---------- Exercise materials ----------
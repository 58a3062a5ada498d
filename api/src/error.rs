use axum::{
    http::{header, HeaderValue, StatusCode},
    response::{IntoResponse, Response},
    Json,
};
use serde::Serialize;
use uuid::Uuid;

use shared::ClassifyError;

use crate::store::StoreError;

pub const SERVER_ERROR_MESSAGE: &str = "Server error validating data";

/// A fault while processing a callback (unreadable body, store failure).
///
/// Rendered as `{"errors": {"server": ..., "details": ...}}` with status 200:
/// the wallet provider branches on the body, never on the status code.
#[derive(Debug)]
pub struct CallbackError {
    details: String,
}

#[derive(Debug, Serialize)]
struct ServerErrorBody<'a> {
    errors: ServerErrorDetails<'a>,
}

#[derive(Debug, Serialize)]
struct ServerErrorDetails<'a> {
    server: &'static str,
    details: &'a str,
}

impl CallbackError {
    pub fn new(details: impl Into<String>) -> Self {
        Self {
            details: details.into(),
        }
    }

    pub fn details(&self) -> &str {
        &self.details
    }
}

impl From<StoreError> for CallbackError {
    fn from(err: StoreError) -> Self {
        Self::new(err.to_string())
    }
}

impl From<ClassifyError> for CallbackError {
    fn from(err: ClassifyError) -> Self {
        Self::new(err.to_string())
    }
}

impl std::fmt::Display for CallbackError {
    fn fmt(&self, f: &mut std::fmt::Formatter<'_>) -> std::fmt::Result {
        write!(f, "{}: {}", SERVER_ERROR_MESSAGE, self.details)
    }
}

impl std::error::Error for CallbackError {}

impl IntoResponse for CallbackError {
    fn into_response(self) -> Response {
        let correlation_id = Uuid::new_v4().to_string();
        tracing::error!(
            correlation_id = %correlation_id,
            details = %self.details,
            "callback processing failed"
        );
        crate::metrics::SERVER_ERRORS_TOTAL.inc();

        let payload = ServerErrorBody {
            errors: ServerErrorDetails {
                server: SERVER_ERROR_MESSAGE,
                details: &self.details,
            },
        };

        let mut response = (StatusCode::OK, Json(payload)).into_response();
        if let Ok(value) = HeaderValue::from_str(&correlation_id) {
            response
                .headers_mut()
                .insert(header::HeaderName::from_static("x-correlation-id"), value);
        }
        response
    }
}

pub type CallbackResult<T> = std::result::Result<T, CallbackError>;

#[cfg(test)]
mod tests {
    use super::*;
    use serde_json::{json, Value};

    #[tokio::test]
    async fn test_server_error_envelope() {
        let response = CallbackError::new("boom").into_response();

        assert_eq!(response.status(), StatusCode::OK);
        assert!(response.headers().contains_key("x-correlation-id"));

        let body = axum::body::to_bytes(response.into_body(), usize::MAX)
            .await
            .unwrap();
        let json: Value = serde_json::from_slice(&body).unwrap();
        assert_eq!(
            json,
            json!({ "errors": { "server": "Server error validating data", "details": "boom" } })
        );
    }

    #[test]
    fn test_store_error_conversion() {
        let err: CallbackError = StoreError::Unavailable("disk full".into()).into();
        assert!(err.details().contains("disk full"));
    }

    #[test]
    fn test_classify_error_conversion() {
        let err: CallbackError = ClassifyError::NullCall.into();
        assert_eq!(err.details(), "first call in the bundle is null");
    }
}
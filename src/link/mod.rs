//! Relation linking: entity resolution, type-hierarchy expansion, constraint
//! matching, semantic ranking and final selection.

pub mod constraints;
pub mod hierarchy;
pub mod rank;
pub mod resolve;
pub mod select;

pub use rank::{ChannelRankings, RankedCandidate};
pub use select::RelationSelection;

use std::sync::Arc;

use crate::cache::SuperclassCache;
use crate::config::LinkingConfig;
use crate::embeddings::TextEmbedder;
use crate::tables::{ConstraintTable, PropertyTable};
use crate::wikidata::QueryService;

/// Tunables for one linking run.
#[derive(Debug, Clone)]
pub struct LinkOptions {
    pub top_k: usize,
    pub max_depth: usize,
    pub similarity_threshold: f32,
    pub language: String,
    pub search_limit: usize,
    pub superclass_cache_capacity: usize,
}

impl LinkOptions {
    pub fn from_config(config: &LinkingConfig) -> Self {
        Self {
            top_k: config.top_k,
            max_depth: config.max_depth,
            similarity_threshold: config.similarity_threshold,
            language: config.language.clone(),
            search_limit: config.search_limit,
            superclass_cache_capacity: config.superclass_cache_capacity,
        }
    }
}

/// Everything a linking call needs, built once at startup and passed by
/// reference into every component. Tables are read-only after construction;
/// the superclass cache is the only cross-call state.
pub struct LinkContext {
    pub service: Arc<dyn QueryService>,
    pub embedder: Arc<dyn TextEmbedder>,
    pub properties: PropertyTable,
    pub constraints: ConstraintTable,
    pub options: LinkOptions,
    pub superclass_cache: SuperclassCache,
}

impl LinkContext {
    pub fn new(
        service: Arc<dyn QueryService>,
        embedder: Arc<dyn TextEmbedder>,
        properties: PropertyTable,
        constraints: ConstraintTable,
        options: LinkOptions,
    ) -> Self {
        let superclass_cache = SuperclassCache::new(options.superclass_cache_capacity);
        Self {
            service,
            embedder,
            properties,
            constraints,
            options,
            superclass_cache,
        }
    }
}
----------
Exercise goal:
Where in the records above does the word "TextEmbedder" appear? Copy each line that holds it.

Output for this task:
use crate::embeddings::TextEmbedder;
    pub embedder: Arc<dyn TextEmbedder>,
        embedder: Arc<dyn TextEmbedder>,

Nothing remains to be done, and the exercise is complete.